• **Work to be completed**
Each line holding the string "that" is to be copied from the data.

• **Dataset content**
//! Publish/subscribe: synchronous fan-out of messages to subscribers.
//!
//! Every connector, peer session and server owns a `Publisher`. Business
//! logic and response correlators subscribe to it.

use std::sync::{Arc, RwLock, RwLockReadGuard, RwLockWriteGuard};

use tether_core::Message;

/// Receives every message published by a [`Publisher`] it is subscribed to.
///
/// Delivery is synchronous: `on_message` runs on the publishing task, in
/// subscription order. A subscriber that blocks stalls every subscriber after
/// it and the receive loop that published. Correlators only enqueue; business
/// logic that does real work should hand it off to a channel or a spawned task.
pub trait Subscriber: Send + Sync {
    fn on_message(&self, message: &Message);
}

impl<F> Subscriber for F
where
    F: Fn(&Message) + Send + Sync,
{
    fn on_message(&self, message: &Message) {
        self(message)
    }
}

/// Ordered set of subscribers. Cheap to clone; clones share the set.
#[derive(Clone, Default)]
pub struct Publisher {
    subscribers: Arc<RwLock<Vec<Arc<dyn Subscriber>>>>,
}

impl Publisher {
    pub fn new() -> Self {
        Self::default()
    }

    /// Add a subscriber. Returns false if it was already subscribed.
    pub fn subscribe(&self, subscriber: Arc<dyn Subscriber>) -> bool {
        let mut subs = self.write();
        if subs.iter().any(|s| same(s, &subscriber)) {
            return false;
        }
        subs.push(subscriber);
        true
    }

    /// Remove a subscriber. Removing one that is not present is a no-op.
    pub fn unsubscribe(&self, subscriber: &Arc<dyn Subscriber>) -> bool {
        let mut subs = self.write();
        let before = subs.len();
        subs.retain(|s| !same(s, subscriber));
        subs.len() != before
    }

    /// Deliver to every current subscriber. Returns how many were invoked.
    ///
    /// The set is snapshotted first, so subscribers may (un)subscribe from
    /// inside `on_message` without deadlocking.
    pub fn publish(&self, message: &Message) -> usize {
        let snapshot: Vec<Arc<dyn Subscriber>> = self.read().clone();
        for subscriber in &snapshot {
            subscriber.on_message(message);
        }
        snapshot.len()
    }

    pub fn subscriber_count(&self) -> usize {
        self.read().len()
    }

    fn read(&self) -> RwLockReadGuard<'_, Vec<Arc<dyn Subscriber>>> {
        self.subscribers
            .read()
            .unwrap_or_else(|poisoned| poisoned.into_inner())
    }

    fn write(&self) -> RwLockWriteGuard<'_, Vec<Arc<dyn Subscriber>>> {
        self.subscribers
            .write()
            .unwrap_or_else(|poisoned| poisoned.into_inner())
    }
}

fn same(a: &Arc<dyn Subscriber>, b: &Arc<dyn Subscriber>) -> bool {
    Arc::as_ptr(a) as *const () == Arc::as_ptr(b) as *const ()
}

• **Answer section**
/// subscription order. A subscriber that blocks stalls every subscriber after
/// it and the receive loop that published. Correlators only enqueue; business
/// logic that does real work should hand it off to a channel or a spawned task.
    /// Remove a subscriber. Removing one that is not present is a no-op.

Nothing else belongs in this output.